DATA PROVIDED -
****************************************

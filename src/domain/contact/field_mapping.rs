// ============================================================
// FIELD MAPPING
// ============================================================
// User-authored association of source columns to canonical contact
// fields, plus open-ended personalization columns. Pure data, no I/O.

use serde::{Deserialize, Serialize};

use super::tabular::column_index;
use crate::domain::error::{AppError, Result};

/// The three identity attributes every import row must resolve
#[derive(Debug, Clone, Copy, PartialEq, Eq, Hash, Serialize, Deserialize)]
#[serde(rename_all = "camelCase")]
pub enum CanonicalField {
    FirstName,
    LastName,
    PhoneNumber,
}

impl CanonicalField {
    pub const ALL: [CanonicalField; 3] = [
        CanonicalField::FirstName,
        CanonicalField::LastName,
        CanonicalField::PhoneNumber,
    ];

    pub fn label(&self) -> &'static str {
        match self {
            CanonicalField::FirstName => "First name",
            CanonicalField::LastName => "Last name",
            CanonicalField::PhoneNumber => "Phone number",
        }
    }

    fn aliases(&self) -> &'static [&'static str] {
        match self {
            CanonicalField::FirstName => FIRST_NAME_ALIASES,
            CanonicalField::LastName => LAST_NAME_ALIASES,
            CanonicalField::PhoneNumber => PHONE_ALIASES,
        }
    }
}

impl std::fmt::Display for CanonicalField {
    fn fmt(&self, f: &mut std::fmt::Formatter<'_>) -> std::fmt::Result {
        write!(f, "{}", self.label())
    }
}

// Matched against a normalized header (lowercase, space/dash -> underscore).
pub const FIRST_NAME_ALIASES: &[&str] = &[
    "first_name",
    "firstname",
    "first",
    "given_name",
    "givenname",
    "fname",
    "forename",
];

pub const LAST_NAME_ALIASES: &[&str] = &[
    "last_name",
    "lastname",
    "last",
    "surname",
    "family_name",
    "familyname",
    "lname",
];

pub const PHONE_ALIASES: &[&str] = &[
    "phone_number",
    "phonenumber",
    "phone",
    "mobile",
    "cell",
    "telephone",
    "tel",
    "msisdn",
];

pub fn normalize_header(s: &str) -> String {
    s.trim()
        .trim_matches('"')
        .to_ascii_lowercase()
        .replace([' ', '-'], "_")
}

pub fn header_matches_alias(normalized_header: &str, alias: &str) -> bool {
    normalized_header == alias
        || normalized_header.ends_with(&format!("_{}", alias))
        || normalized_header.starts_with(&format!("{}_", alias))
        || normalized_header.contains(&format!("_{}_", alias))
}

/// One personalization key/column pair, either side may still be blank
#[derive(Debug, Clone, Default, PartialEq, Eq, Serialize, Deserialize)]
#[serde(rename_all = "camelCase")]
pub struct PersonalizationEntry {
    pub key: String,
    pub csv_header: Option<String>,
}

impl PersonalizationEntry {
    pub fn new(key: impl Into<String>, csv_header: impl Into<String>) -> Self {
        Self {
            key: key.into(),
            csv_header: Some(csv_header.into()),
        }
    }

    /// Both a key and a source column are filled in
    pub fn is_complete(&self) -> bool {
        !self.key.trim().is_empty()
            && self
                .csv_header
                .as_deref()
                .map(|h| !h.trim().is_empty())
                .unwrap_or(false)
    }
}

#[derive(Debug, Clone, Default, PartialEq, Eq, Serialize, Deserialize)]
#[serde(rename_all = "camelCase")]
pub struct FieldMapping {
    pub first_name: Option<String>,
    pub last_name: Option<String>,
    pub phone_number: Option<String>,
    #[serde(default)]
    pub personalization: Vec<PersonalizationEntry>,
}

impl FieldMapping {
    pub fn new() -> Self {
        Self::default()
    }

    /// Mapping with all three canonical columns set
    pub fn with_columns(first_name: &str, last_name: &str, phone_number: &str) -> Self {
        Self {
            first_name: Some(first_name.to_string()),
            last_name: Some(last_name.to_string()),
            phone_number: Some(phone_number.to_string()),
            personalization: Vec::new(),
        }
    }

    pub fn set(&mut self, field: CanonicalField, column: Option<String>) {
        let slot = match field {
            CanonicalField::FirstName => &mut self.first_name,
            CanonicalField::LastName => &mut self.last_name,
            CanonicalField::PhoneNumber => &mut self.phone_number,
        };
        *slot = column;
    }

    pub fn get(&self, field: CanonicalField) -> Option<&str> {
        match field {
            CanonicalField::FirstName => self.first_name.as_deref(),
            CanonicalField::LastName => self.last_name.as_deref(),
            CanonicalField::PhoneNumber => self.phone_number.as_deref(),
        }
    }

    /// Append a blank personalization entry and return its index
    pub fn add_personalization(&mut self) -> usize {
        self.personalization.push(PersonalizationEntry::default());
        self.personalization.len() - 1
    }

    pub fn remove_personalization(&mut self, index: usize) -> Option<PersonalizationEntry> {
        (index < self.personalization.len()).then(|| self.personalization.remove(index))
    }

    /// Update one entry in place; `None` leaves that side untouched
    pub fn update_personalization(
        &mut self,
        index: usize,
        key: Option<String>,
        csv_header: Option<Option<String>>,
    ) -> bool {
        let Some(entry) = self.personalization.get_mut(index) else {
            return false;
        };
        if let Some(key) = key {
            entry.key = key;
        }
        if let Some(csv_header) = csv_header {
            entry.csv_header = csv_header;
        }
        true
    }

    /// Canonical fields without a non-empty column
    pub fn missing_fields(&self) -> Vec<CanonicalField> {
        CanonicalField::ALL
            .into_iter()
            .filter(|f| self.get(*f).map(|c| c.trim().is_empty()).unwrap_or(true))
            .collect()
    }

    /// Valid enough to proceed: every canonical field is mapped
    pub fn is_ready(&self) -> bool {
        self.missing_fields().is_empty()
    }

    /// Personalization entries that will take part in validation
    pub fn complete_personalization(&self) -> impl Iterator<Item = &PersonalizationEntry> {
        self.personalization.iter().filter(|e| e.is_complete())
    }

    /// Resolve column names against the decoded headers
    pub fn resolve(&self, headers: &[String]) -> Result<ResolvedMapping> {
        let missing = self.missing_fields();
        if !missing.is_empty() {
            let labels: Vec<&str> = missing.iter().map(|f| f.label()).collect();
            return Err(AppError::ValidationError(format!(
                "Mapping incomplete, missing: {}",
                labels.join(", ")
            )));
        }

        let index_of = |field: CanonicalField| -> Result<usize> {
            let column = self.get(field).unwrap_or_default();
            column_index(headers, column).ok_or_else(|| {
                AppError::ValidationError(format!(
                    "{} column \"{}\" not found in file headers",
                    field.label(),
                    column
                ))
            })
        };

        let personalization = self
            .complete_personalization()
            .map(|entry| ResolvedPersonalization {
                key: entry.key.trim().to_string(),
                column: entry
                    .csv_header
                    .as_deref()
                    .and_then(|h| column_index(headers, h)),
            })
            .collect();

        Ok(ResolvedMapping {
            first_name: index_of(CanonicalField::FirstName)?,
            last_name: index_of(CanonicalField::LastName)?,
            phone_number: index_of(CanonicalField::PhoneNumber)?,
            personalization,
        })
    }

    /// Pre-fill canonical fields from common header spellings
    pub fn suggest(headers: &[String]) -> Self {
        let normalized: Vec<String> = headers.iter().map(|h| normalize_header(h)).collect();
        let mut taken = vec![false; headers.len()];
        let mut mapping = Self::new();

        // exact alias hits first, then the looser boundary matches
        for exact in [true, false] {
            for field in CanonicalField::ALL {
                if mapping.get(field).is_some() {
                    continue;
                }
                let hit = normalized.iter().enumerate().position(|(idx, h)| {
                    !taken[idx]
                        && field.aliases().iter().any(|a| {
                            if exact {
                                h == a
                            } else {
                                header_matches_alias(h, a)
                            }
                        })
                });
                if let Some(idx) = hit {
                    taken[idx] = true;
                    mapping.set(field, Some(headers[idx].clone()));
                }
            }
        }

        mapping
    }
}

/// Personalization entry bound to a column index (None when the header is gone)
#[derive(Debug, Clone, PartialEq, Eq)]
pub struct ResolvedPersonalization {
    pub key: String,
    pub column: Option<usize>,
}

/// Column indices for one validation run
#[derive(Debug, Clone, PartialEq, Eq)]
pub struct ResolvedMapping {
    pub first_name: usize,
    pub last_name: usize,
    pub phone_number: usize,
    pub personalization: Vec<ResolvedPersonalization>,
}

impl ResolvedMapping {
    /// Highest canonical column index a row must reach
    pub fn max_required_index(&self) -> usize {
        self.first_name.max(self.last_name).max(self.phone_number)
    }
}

****************************************

ASSIGNMENT - Check each line of the listing above for the string "side", then report only how many lines have it.

EXERCISE SOLUTION - 2